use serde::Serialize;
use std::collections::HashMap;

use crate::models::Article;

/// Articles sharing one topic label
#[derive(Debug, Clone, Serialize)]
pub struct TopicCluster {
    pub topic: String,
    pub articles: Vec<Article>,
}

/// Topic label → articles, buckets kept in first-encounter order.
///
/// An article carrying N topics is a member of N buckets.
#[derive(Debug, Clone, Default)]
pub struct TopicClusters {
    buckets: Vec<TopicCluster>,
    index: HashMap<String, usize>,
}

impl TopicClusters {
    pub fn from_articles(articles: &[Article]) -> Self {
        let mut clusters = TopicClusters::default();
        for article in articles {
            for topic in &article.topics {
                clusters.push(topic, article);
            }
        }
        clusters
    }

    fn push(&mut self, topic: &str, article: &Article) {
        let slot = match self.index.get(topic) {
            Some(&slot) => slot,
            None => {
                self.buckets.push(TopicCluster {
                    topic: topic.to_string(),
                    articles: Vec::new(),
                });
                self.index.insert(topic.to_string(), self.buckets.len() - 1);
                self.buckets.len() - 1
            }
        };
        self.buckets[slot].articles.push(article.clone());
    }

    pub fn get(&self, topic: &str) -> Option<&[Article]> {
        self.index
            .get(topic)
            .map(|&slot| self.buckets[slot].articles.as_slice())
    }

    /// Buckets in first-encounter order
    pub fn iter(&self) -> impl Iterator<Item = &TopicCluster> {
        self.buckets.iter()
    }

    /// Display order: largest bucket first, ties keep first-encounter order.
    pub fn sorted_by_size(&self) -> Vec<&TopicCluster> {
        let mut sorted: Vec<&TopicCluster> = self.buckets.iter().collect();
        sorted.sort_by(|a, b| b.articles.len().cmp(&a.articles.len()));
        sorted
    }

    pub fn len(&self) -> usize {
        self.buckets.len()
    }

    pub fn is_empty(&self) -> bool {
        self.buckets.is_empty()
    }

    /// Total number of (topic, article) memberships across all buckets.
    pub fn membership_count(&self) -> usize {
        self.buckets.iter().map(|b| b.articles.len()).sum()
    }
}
= = = = = = =
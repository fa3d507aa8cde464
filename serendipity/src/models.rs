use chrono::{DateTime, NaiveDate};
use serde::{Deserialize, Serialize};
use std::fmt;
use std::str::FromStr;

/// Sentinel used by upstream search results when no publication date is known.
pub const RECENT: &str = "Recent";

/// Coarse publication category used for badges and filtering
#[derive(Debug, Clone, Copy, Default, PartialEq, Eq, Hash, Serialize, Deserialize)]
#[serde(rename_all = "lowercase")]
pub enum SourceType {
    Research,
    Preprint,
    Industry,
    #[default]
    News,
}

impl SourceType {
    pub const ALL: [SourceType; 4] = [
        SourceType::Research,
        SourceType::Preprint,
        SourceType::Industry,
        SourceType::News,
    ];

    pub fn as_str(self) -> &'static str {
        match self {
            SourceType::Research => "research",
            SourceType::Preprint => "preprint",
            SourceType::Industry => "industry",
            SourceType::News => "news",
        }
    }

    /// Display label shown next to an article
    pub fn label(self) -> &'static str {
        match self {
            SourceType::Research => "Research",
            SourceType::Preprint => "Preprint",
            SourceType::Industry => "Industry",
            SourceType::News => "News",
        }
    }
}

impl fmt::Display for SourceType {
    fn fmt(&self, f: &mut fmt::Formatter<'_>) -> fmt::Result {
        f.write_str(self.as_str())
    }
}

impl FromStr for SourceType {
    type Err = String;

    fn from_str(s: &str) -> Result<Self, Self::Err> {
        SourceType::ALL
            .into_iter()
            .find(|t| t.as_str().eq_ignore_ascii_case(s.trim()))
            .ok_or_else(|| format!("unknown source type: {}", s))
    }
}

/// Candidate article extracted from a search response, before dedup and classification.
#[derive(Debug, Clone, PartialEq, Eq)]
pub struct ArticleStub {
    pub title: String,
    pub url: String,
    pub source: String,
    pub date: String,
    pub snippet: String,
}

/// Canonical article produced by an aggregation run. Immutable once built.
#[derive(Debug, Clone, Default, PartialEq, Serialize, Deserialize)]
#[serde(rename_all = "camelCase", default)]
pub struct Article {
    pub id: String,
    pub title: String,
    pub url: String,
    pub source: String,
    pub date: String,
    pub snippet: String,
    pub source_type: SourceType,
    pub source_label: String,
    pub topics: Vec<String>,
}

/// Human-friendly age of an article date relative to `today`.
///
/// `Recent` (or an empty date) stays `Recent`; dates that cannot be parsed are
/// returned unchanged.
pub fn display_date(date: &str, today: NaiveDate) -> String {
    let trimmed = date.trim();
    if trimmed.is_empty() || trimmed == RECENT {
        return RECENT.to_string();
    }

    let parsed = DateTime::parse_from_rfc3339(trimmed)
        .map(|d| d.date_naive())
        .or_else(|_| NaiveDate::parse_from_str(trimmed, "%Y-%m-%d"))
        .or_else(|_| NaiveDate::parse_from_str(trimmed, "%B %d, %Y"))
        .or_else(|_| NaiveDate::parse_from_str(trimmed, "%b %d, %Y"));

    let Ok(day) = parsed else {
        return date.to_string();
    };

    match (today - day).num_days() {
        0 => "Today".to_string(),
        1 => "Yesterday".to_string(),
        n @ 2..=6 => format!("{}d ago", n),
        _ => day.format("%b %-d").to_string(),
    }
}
= = = = = = =
> [Exercise objective]:
State how many lines in the material contain "Industry", giving nothing besides the count.

> [Output of the task]:
4